Data entries
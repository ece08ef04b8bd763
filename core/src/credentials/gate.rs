//! Readiness gate: lifecycle of a resolution pass and the wait contract
//!
//! State moves `Pending -> Succeeded` or `Pending -> Failed`, and only goes
//! back to `Pending` when a refresh starts. Waiters subscribe to a watch
//! channel, so every waiter observes the terminal transition and nobody
//! polls. A waiter that times out does not affect the resolution itself.

use std::time::Duration;

use tokio::sync::watch;
use tokio::time::{timeout, Instant};
use tracing::debug;

use super::error::{CredentialError, Result};

#[derive(Debug, Clone, PartialEq)]
pub enum ResolutionState {
    Pending,
    Succeeded,
    Failed(CredentialError),
}

impl ResolutionState {
    pub fn is_terminal(&self) -> bool {
        !matches!(self, ResolutionState::Pending)
    }
}

pub struct ReadinessGate {
    tx: watch::Sender<ResolutionState>,
    timeout: Duration,
}

impl ReadinessGate {
    pub fn new(timeout: Duration) -> Self {
        let (tx, _rx) = watch::channel(ResolutionState::Pending);
        Self { tx, timeout }
    }

    /// Snapshot of the current state; never waits
    pub fn state(&self) -> ResolutionState {
        self.tx.borrow().clone()
    }

    pub fn is_ready(&self) -> bool {
        matches!(*self.tx.borrow(), ResolutionState::Succeeded)
    }

    pub(crate) fn begin(&self) {
        self.tx.send_replace(ResolutionState::Pending);
    }

    pub(crate) fn succeed(&self) {
        self.tx.send_replace(ResolutionState::Succeeded);
    }

    pub(crate) fn fail(&self, err: CredentialError) {
        self.tx.send_replace(ResolutionState::Failed(err));
    }

    /// Return once resolution has succeeded, or its terminal error.
    /// Fails with `InitTimeout` if nothing terminal happens within the configured bound.
    pub async fn ensure_ready(&self) -> Result<()> {
        self.ensure_ready_within(self.timeout).await
    }

    pub async fn ensure_ready_within(&self, limit: Duration) -> Result<()> {
        let started = Instant::now();
        let mut rx = self.tx.subscribe();
        let wait = async move {
            loop {
                let state = rx.borrow_and_update().clone();
                match state {
                    ResolutionState::Succeeded => return Some(Ok(())),
                    ResolutionState::Failed(e) => return Some(Err(e)),
                    ResolutionState::Pending => {}
                }
                if rx.changed().await.is_err() {
                    return None;
                }
            }
        };
        match timeout(limit, wait).await {
            Ok(Some(res)) => res,
            Ok(None) | Err(_) => {
                let waited_ms = started.elapsed().as_millis() as u64;
                debug!(target: "readiness_gate", waited_ms, "Gave up waiting for credentials");
                Err(CredentialError::InitTimeout { waited_ms })
            }
        }
    }
}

Work item → All that is needed is the line containing "self.ensure_ready_within(self.timeout).await" and each line after it to the end of the data above, set down exactly.

Result →
        self.ensure_ready_within(self.timeout).await
    }

    pub async fn ensure_ready_within(&self, limit: Duration) -> Result<()> {
        let started = Instant::now();
        let mut rx = self.tx.subscribe();
        let wait = async move {
            loop {
                let state = rx.borrow_and_update().clone();
                match state {
                    ResolutionState::Succeeded => return Some(Ok(())),
                    ResolutionState::Failed(e) => return Some(Err(e)),
                    ResolutionState::Pending => {}
                }
                if rx.changed().await.is_err() {
                    return None;
                }
            }
        };
        match timeout(limit, wait).await {
            Ok(Some(res)) => res,
            Ok(None) | Err(_) => {
                let waited_ms = started.elapsed().as_millis() as u64;
                debug!(target: "readiness_gate", waited_ms, "Gave up waiting for credentials");
                Err(CredentialError::InitTimeout { waited_ms })
            }
        }
    }
}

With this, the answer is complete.